INSTRUCTIONS FOR THE TASK: Your answer should be only the lines below from the one with "transfers to CSV" to the one with "Enriched transfers from", repeated exactly, ends included.

PROVIDED INFORMATION:
================

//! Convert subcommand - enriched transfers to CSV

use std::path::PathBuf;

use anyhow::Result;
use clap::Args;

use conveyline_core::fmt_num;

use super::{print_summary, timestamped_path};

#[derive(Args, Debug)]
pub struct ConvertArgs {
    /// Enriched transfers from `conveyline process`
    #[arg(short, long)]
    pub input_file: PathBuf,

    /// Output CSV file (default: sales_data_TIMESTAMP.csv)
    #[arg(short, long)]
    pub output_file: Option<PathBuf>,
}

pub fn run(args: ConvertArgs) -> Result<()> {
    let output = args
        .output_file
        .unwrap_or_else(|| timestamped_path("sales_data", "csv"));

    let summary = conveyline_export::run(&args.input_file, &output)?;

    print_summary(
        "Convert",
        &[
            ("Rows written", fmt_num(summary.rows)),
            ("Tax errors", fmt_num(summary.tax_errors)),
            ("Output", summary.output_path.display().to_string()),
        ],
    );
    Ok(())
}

================

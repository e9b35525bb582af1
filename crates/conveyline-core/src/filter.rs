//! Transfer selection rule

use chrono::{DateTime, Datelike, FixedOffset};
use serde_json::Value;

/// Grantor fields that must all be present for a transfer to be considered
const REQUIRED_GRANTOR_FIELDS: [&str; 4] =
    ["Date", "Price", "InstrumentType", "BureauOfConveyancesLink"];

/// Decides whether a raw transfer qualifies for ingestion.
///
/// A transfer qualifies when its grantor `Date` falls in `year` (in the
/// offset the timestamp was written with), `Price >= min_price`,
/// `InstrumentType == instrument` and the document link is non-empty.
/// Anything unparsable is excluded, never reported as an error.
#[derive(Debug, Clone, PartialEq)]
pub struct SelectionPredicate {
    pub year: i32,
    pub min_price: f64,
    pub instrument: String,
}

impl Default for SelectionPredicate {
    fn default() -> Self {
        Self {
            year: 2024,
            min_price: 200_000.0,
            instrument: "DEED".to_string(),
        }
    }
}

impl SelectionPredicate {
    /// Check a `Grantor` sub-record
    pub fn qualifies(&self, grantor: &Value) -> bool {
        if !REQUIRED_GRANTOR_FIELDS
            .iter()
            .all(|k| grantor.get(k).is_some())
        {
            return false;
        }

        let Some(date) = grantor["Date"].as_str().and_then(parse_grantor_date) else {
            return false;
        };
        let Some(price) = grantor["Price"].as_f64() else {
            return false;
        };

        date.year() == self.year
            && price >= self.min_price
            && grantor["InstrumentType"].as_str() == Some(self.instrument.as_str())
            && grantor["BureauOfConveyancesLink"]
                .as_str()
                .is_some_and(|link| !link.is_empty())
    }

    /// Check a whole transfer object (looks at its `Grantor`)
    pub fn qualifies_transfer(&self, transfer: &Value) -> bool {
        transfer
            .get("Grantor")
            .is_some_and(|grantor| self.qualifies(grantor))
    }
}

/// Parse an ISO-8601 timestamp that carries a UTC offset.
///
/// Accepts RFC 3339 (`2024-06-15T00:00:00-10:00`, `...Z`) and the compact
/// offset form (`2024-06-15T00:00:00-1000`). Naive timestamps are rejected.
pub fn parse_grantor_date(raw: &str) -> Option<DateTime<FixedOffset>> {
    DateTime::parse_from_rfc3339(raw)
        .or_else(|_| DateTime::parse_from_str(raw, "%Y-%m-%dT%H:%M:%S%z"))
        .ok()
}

================

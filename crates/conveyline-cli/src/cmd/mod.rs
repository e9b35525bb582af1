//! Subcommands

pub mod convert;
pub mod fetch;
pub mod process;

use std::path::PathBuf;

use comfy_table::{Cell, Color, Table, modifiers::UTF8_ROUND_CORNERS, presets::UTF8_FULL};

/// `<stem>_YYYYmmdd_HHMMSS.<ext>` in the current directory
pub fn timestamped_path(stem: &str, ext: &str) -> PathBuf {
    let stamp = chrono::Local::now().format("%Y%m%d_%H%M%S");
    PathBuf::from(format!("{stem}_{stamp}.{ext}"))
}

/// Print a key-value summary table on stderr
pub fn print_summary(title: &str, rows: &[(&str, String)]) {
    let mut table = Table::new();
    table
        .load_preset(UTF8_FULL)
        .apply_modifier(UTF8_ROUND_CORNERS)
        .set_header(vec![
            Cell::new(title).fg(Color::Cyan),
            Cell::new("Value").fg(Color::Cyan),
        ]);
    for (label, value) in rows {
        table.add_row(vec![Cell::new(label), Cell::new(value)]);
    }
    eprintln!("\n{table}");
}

================

RESPONSE:
//! Convert subcommand - enriched transfers to CSV

use std::path::PathBuf;

use anyhow::Result;
use clap::Args;

use conveyline_core::fmt_num;

use super::{print_summary, timestamped_path};

#[derive(Args, Debug)]
pub struct ConvertArgs {
    /// Enriched transfers from `conveyline process`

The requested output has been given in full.